__Task goal__. Across the records below, how many lines include the string "sync"? State the number and nothing more.

◇ ◇ ◇ ◇ ◇

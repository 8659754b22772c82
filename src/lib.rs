//! Bullet Bill - drag-to-aim artillery game
//!
//! Core modules:
//! - `sim`: Fixed-step simulation (aiming, ballistics, collisions, score)
//! - `host`: Fixed timestep frame pump and input buffering
//! - `renderer`: Backend-agnostic draw list built from a sim snapshot
//! - `assets`: Asset identifiers and log-and-continue loading
//! - `settings`: JSON-backed configuration

pub mod assets;
pub mod host;
pub mod renderer;
pub mod settings;
pub mod sim;

pub use host::Host;
pub use settings::{DisplayMode, Settings};

use glam::Vec2;

/// Game configuration constants
pub mod consts {
    use glam::Vec2;

    /// Fixed simulation timestep (60 Hz)
    pub const SIM_DT: f32 = 1.0 / 60.0;
    /// Maximum substeps per frame to prevent spiral of death
    pub const MAX_SUBSTEPS: u32 = 8;
    /// Longest frame the host will account for (seconds)
    pub const MAX_FRAME_TIME: f32 = 0.25;

    /// Window / playfield dimensions
    pub const WORLD_WIDTH: f32 = 800.0;
    pub const WORLD_HEIGHT: f32 = 600.0;

    /// Cannon pivot; also where the bullet waits between shots
    pub const ANCHOR: Vec2 = Vec2::new(100.0, 550.0);
    pub const SPAWN: Vec2 = ANCHOR;
    /// Drag distance (px) per unit of launch velocity
    pub const LAUNCH_DIVISOR: f32 = 50.0;
    /// Barrel starts tilted toward the wall
    pub const INITIAL_BARREL_ANGLE: f32 = 45.0;

    /// Bullet collision circle
    pub const BALL_RADIUS: f32 = 10.0;

    /// Gravity (px/tick²) and its indicator bar
    pub const INITIAL_GRAVITY: f32 = 0.05;
    pub const GRAVITY_STEP: f32 = 0.005;
    pub const GRAVITY_BAR_SCALE: f32 = 500.0;
    pub const GRAVITY_BAR_OFFSET: f32 = 35.0;
    /// Bar height the arrow sprite is drawn at when unscaled
    pub const GRAVITY_ARROW_BASE: f32 = 60.0;

    /// Wall obstacle
    pub const WALL_POS: Vec2 = Vec2::new(400.0, 500.0);
    pub const WALL_SIZE: Vec2 = Vec2::new(32.0, 100.0);

    /// Walking target
    pub const TARGET_START: Vec2 = Vec2::new(420.0, 545.0);
    pub const TARGET_SIZE: Vec2 = Vec2::new(55.0, 55.0);
    pub const TARGET_SPEED: f32 = 0.6;
    pub const TARGET_LEFT_EDGE: f32 = 420.0;
    pub const TARGET_RIGHT_EDGE: f32 = 740.0;

    /// Gumba sprite sheet
    pub const GUMBA_FRAMES: u32 = 20;
    pub const GUMBA_FRAME_INCREMENT: f32 = 0.25;
    pub const FRAME_WIDTH: u32 = 52;
    pub const FRAME_HEIGHT: u32 = 54;
    pub const SHEET_COLUMNS: u32 = 10;

    /// Aim guide
    pub const PREVIEW_STEPS: u32 = 255;
    pub const PREVIEW_SAMPLE_EVERY: u32 = 20;
}

/// Heading of a vector in degrees, rotated so that "straight up" is 0°
///
/// Sprites are authored pointing up, while atan2 measures from +x.
#[inline]
pub fn sprite_heading(v: Vec2) -> f32 {
    v.y.atan2(v.x).to_degrees() + 90.0
}

/// Screen-space rotation of `point` by `degrees` around `pivot` (y down, clockwise positive)
#[inline]
pub fn rotate_about(point: Vec2, pivot: Vec2, degrees: f32) -> Vec2 {
    let (sin, cos) = degrees.to_radians().sin_cos();
    let d = point - pivot;
    pivot + Vec2::new(d.x * cos - d.y * sin, d.x * sin + d.y * cos)
}

#[cfg(test)]
mod tests {
    use super::*;

    #[test]
    fn test_sprite_heading() {
        // Straight up on screen (negative y) is 0°
        assert!(sprite_heading(Vec2::new(0.0, -1.0)).abs() < 1e-4);
        // Right is 90°
        assert!((sprite_heading(Vec2::new(1.0, 0.0)) - 90.0).abs() < 1e-4);
        // Straight down is 180°
        assert!((sprite_heading(Vec2::new(0.0, 1.0)) - 180.0).abs() < 1e-4);
    }

    #[test]
    fn test_rotate_about() {
        let p = rotate_about(Vec2::new(10.0, 0.0), Vec2::ZERO, 90.0);
        assert!((p - Vec2::new(0.0, 10.0)).length() < 1e-4);
    }
}
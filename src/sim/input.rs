//! Pointer and keyboard input for the simulation
//!
//! Pointer events drive the aim cycle directly. Key actions that are not the
//! simulation's business (display mode, quitting) are handed back to the host.

use glam::Vec2;
use serde::{Deserialize, Serialize};

use super::state::{GameState, ShotPhase};
use super::trajectory::TrajectoryPreview;

/// Discrete keyboard actions
#[derive(Debug, Clone, Copy, PartialEq, Eq, Serialize, Deserialize)]
pub enum KeyAction {
    /// Switch between plain shapes and sprites
    ToggleDisplayMode,
    IncreaseGravity,
    DecreaseGravity,
    Exit,
}

/// One input event from the platform's event pump
#[derive(Debug, Clone, Copy, PartialEq, Serialize, Deserialize)]
pub enum InputEvent {
    PointerDown(Vec2),
    PointerMove(Vec2),
    PointerUp(Vec2),
    Key(KeyAction),
}

impl GameState {
    /// Pointer pressed: begin aiming if the cannon is idle
    pub fn start_aim(&mut self, pointer: Vec2) {
        if self.phase != ShotPhase::Idle {
            return;
        }
        self.phase = ShotPhase::Aiming;
        self.aim.pointer = pointer;
        self.aim.point_barrel();
    }

    /// Pointer dragged: follow it with the barrel while aiming
    pub fn update_aim(&mut self, pointer: Vec2) {
        if !self.is_aiming() {
            return;
        }
        self.aim.pointer = pointer;
        self.aim.point_barrel();
    }

    /// Pointer released: fire with a velocity proportional to the drag
    pub fn release_aim(&mut self, pointer: Vec2) {
        if !self.is_aiming() {
            return;
        }
        self.aim.pointer = pointer;
        self.projectile.vel = self.aim.launch_velocity();
        self.phase = ShotPhase::Flying;
        log::debug!(
            "Fired from {:?} with velocity {:?}",
            self.projectile.pos,
            self.projectile.vel
        );
    }

    /// Aim endpoints (pointer, anchor) while aiming
    pub fn aim_line(&self) -> Option<(Vec2, Vec2)> {
        self.is_aiming().then_some((self.aim.pointer, self.aim.anchor))
    }

    /// Predicted path for the current aim; empty unless aiming
    pub fn trajectory_preview(&self) -> TrajectoryPreview {
        if !self.is_aiming() {
            return TrajectoryPreview::empty();
        }
        TrajectoryPreview::new(
            self.projectile.pos,
            self.aim.launch_velocity(),
            self.gravity.as_vec2(),
        )
    }

    /// Route an event to its handler
    ///
    /// Pointer events are applied immediately. Key actions are returned untouched
    /// so the host can decide when (and whether) to apply them.
    pub fn handle_event(&mut self, event: InputEvent) -> Option<KeyAction> {
        match event {
            InputEvent::PointerDown(p) => self.start_aim(p),
            InputEvent::PointerMove(p) => self.update_aim(p),
            InputEvent::PointerUp(p) => self.release_aim(p),
            InputEvent::Key(action) => return Some(action),
        }
        None
    }
}
//! Formatting helpers for log output.
//!
//! Counts are grouped with thousands separators everywhere they are shown to a user, both in
//! log records and in the verbose per-file diagnostics.

use std::time::Duration;

use crate::splitter::SplitSummary;

/// Formats a count with `,` thousands separators.
///
/// # Examples
///
/// ```
/// use shardsplit_lib::logging::format_count;
///
/// assert_eq!(format_count(3), "3");
/// assert_eq!(format_count(10_000), "10,000");
/// assert_eq!(format_count(1_234_567), "1,234,567");
/// ```
#[must_use]
pub fn format_count(n: u64) -> String {
    let digits = n.to_string();
    let mut out = String::with_capacity(digits.len() + digits.len() / 3);
    for (i, c) in digits.chars().enumerate() {
        if i > 0 && (digits.len() - i).is_multiple_of(3) {
            out.push(',');
        }
        out.push(c);
    }
    out
}

/// Logs a summary of a completed run.
///
/// The last line reports the lines written, the wall time and the write rate, e.g.
/// `Split 2 inputs into 8 shards: 1,000,000 lines in 3.2s (312,500 lines/s)`.
#[allow(clippy::cast_precision_loss, clippy::cast_possible_truncation, clippy::cast_sign_loss)]
pub fn log_split_summary(summary: &SplitSummary, shards: usize, elapsed: Duration) {
    log::info!("Input files: {}", format_count(summary.files));
    log::info!("Lines scanned: {}", format_count(summary.lines_scanned));

    let secs = elapsed.as_secs_f64();
    let rate = if secs > 0.0 { (summary.lines_written as f64 / secs) as u64 } else { 0 };
    log::info!(
        "Split {} inputs into {shards} shards: {} lines in {secs:.1}s ({} lines/s)",
        format_count(summary.files),
        format_count(summary.lines_written),
        format_count(rate)
    );
}
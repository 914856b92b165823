//! The file feeder: publishes every input path onto the read-target queue.

use std::sync::atomic::Ordering;

use crossbeam_channel::{Sender, select};

use super::{ReadTarget, cancelled};
use crate::cancel::CancellationToken;
use crate::errors::Result;
use crate::progress::Diagnostics;
use crate::stage::StageHandle;

/// Starts the single feeder worker.
///
/// Paths are published in order. The worker blocks while the queue is full and gives up
/// with a cancellation error if the token fires first. The queue itself is closed by the
/// caller once this stage has been joined.
pub(super) fn start_file_stage(
    inputs: Vec<String>,
    diagnostics: Diagnostics,
    token: CancellationToken,
    targets: Sender<ReadTarget>,
) -> Result<StageHandle<u64>> {
    let mut stage = StageHandle::new("file", token.clone(), |files| files);
    stage.spawn(move |published| {
        for path in inputs {
            diagnostics.emit(&path);
            let target = ReadTarget::new(path);
            select! {
                recv(token.done()) -> _ => return Err(cancelled(&token)),
                send(targets, target) -> sent => {
                    // Every scan worker is gone; the token says why.
                    if sent.is_err() {
                        return Err(cancelled(&token));
                    }
                }
            }
            published.fetch_add(1, Ordering::SeqCst);
        }
        log::debug!("Published {} inputs", published.load(Ordering::SeqCst));
        Ok(())
    })?;
    Ok(stage)
}
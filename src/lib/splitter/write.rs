//! The write pool: one worker per output shard.

use std::sync::atomic::{AtomicU64, Ordering};

use crossbeam_channel::{Receiver, select};

use super::{Line, SplitConfig, cancelled};
use crate::cancel::CancellationToken;
use crate::cleanup::CleanupStack;
use crate::compression::Compression;
use crate::errors::{ErrorList, Result, SplitError};
use crate::fs::{FileSystem, ShardWriter, shard_dir, shard_path};
use crate::stage::StageHandle;

/// Opens every shard, then starts one write worker per shard.
///
/// All shards are created before any worker starts. If one cannot be created, the shards
/// opened so far are closed again, newest first, and no worker is started.
pub(super) fn start_write_stage(
    fs: &dyn FileSystem,
    config: &SplitConfig,
    compression: Compression,
    token: CancellationToken,
    lines: Receiver<Line>,
) -> Result<StageHandle<u64>> {
    let shards = open_shards(fs, config, compression)?;

    let mut stage = StageHandle::new("write", token.clone(), |written| written);
    let mut pending = shards.into_iter();
    while let Some(shard) = pending.next() {
        let worker = WriteWorker { shard, token: token.clone(), lines: lines.clone() };
        if let Err(e) = stage.spawn(move |written| worker.run(written)) {
            // The shard moved into the failed closure was dropped unfinished.
            let mut errors = ErrorList::from(e);
            errors.record(release_shards(pending.collect()));
            return Err(stage.abort(errors.into_error()));
        }
    }
    Ok(stage)
}

/// Creates the directory and writer of every shard, in index order.
fn open_shards(
    fs: &dyn FileSystem,
    config: &SplitConfig,
    compression: Compression,
) -> Result<Vec<ShardWriter>> {
    let mut opened = Vec::with_capacity(config.shards);

    for index in 0..config.shards {
        let path = shard_path(&config.prefix, index, compression.extension());
        let dir = shard_dir(&path);
        let created = fs
            .mkdir_all(dir)
            .map_err(|source| SplitError::Resource {
                what: "directory",
                path: dir.to_path_buf(),
                source,
            })
            .and_then(|()| fs.create_writer(&path, compression.name(), config.compression_level));

        match created {
            Ok(shard) => opened.push(shard),
            Err(e) => {
                let mut errors = ErrorList::from(e);
                errors.record(release_shards(opened));
                return Err(errors.into_error());
            }
        }
    }

    Ok(opened)
}

/// Closes shards that never reached a worker, newest first.
fn release_shards(shards: Vec<ShardWriter>) -> Result<()> {
    log::debug!("Releasing {} opened shards after failure", shards.len());
    let mut release = CleanupStack::new();
    for shard in shards {
        release.add(move || shard.close());
    }
    release.run()
}

struct WriteWorker {
    shard: ShardWriter,
    token: CancellationToken,
    lines: Receiver<Line>,
}

impl WriteWorker {
    /// Drains the line queue into the shard, then closes the shard whatever the outcome.
    fn run(self, written: &AtomicU64) -> Result<()> {
        let Self { mut shard, token, lines } = self;
        let mut count = 0u64;
        let result = Self::drain(&mut shard, &token, &lines, &mut count);
        written.fetch_add(count, Ordering::SeqCst);

        let mut errors = ErrorList::new();
        errors.record(result);
        errors.record(shard.close());
        errors.drop_secondary_cancellations();
        errors.into_result()
    }

    fn drain(
        shard: &mut ShardWriter,
        token: &CancellationToken,
        lines: &Receiver<Line>,
        count: &mut u64,
    ) -> Result<()> {
        loop {
            if token.is_cancelled() {
                return Err(cancelled(token));
            }
            let line = select! {
                recv(token.done()) -> _ => return Err(cancelled(token)),
                recv(lines) -> line => match line {
                    Ok(line) => line,
                    Err(_) => return Ok(()),
                },
            };
            shard
                .write_line(line.as_bytes())
                .map_err(|e| SplitError::io("write", shard.path().display().to_string(), e))?;
            *count += 1;
        }
    }
}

◇ ◇ ◇ ◇ ◇

__The completed task__. 2